**Information given**
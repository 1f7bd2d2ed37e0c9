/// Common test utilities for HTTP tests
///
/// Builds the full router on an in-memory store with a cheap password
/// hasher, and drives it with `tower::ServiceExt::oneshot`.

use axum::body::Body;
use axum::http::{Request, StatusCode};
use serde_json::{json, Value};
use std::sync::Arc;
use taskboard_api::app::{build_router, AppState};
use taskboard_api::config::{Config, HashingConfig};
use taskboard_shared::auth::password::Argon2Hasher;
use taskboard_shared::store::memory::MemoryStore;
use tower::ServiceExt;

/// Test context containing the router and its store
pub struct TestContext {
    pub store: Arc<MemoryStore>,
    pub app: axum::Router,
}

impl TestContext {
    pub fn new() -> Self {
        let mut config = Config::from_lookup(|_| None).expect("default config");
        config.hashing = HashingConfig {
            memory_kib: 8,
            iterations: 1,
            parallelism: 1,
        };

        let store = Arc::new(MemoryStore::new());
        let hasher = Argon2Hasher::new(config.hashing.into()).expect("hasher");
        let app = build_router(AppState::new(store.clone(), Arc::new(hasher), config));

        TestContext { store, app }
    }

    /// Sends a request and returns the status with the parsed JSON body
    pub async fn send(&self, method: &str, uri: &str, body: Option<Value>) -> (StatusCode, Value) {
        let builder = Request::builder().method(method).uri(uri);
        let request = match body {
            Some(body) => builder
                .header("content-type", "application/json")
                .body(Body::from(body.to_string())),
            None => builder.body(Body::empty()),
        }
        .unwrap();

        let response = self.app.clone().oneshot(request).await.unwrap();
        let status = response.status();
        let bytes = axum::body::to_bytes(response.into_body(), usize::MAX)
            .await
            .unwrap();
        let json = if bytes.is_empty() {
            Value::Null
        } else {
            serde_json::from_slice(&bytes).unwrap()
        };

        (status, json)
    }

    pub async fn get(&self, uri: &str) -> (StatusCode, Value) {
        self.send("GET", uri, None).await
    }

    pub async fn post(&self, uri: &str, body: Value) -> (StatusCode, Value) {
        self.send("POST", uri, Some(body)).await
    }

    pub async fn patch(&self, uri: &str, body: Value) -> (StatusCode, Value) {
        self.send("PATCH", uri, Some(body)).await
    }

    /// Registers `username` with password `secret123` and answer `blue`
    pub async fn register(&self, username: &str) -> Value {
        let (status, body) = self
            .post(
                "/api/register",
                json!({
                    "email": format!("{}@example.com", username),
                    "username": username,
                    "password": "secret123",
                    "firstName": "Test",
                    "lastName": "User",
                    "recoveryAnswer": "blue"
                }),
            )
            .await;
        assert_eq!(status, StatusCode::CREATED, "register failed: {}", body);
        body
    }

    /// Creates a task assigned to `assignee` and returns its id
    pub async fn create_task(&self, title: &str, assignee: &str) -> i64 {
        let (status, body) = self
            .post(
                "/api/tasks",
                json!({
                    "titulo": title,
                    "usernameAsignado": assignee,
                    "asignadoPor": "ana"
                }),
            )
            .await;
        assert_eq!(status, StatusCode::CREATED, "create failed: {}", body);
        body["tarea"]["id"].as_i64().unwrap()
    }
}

**Problem to solve**
Retype every line of the material exactly.

**Output below**
repository 1f7bd2d2ed37e0c9
/// Common test utilities for HTTP tests
///
/// Builds the full router on an in-memory store with a cheap password
/// hasher, and drives it with `tower::ServiceExt::oneshot`.

use axum::body::Body;
use axum::http::{Request, StatusCode};
use serde_json::{json, Value};
use std::sync::Arc;
use taskboard_api::app::{build_router, AppState};
use taskboard_api::config::{Config, HashingConfig};
use taskboard_shared::auth::password::Argon2Hasher;
use taskboard_shared::store::memory::MemoryStore;
use tower::ServiceExt;

/// Test context containing the router and its store
pub struct TestContext {
    pub store: Arc<MemoryStore>,
    pub app: axum::Router,
}

impl TestContext {
    pub fn new() -> Self {
        let mut config = Config::from_lookup(|_| None).expect("default config");
        config.hashing = HashingConfig {
            memory_kib: 8,
            iterations: 1,
            parallelism: 1,
        };

        let store = Arc::new(MemoryStore::new());
        let hasher = Argon2Hasher::new(config.hashing.into()).expect("hasher");
        let app = build_router(AppState::new(store.clone(), Arc::new(hasher), config));

        TestContext { store, app }
    }

    /// Sends a request and returns the status with the parsed JSON body
    pub async fn send(&self, method: &str, uri: &str, body: Option<Value>) -> (StatusCode, Value) {
        let builder = Request::builder().method(method).uri(uri);
        let request = match body {
            Some(body) => builder
                .header("content-type", "application/json")
                .body(Body::from(body.to_string())),
            None => builder.body(Body::empty()),
        }
        .unwrap();

        let response = self.app.clone().oneshot(request).await.unwrap();
        let status = response.status();
        let bytes = axum::body::to_bytes(response.into_body(), usize::MAX)
            .await
            .unwrap();
        let json = if bytes.is_empty() {
            Value::Null
        } else {
            serde_json::from_slice(&bytes).unwrap()
        };

        (status, json)
    }

    pub async fn get(&self, uri: &str) -> (StatusCode, Value) {
        self.send("GET", uri, None).await
    }

    pub async fn post(&self, uri: &str, body: Value) -> (StatusCode, Value) {
        self.send("POST", uri, Some(body)).await
    }

    pub async fn patch(&self, uri: &str, body: Value) -> (StatusCode, Value) {
        self.send("PATCH", uri, Some(body)).await
    }

    /// Registers `username` with password `secret123` and answer `blue`
    pub async fn register(&self, username: &str) -> Value {
        let (status, body) = self
            .post(
                "/api/register",
                json!({
                    "email": format!("{}@example.com", username),
                    "username": username,
                    "password": "secret123",
                    "firstName": "Test",
                    "lastName": "User",
                    "recoveryAnswer": "blue"
                }),
            )
            .await;
        assert_eq!(status, StatusCode::CREATED, "register failed: {}", body);
        body
    }

    /// Creates a task assigned to `assignee` and returns its id
    pub async fn create_task(&self, title: &str, assignee: &str) -> i64 {
        let (status, body) = self
            .post(
                "/api/tasks",
                json!({
                    "titulo": title,
                    "usernameAsignado": assignee,
                    "asignadoPor": "ana"
                }),
            )
            .await;
        assert_eq!(status, StatusCode::CREATED, "create failed: {}", body);
        body["tarea"]["id"].as_i64().unwrap()
    }
}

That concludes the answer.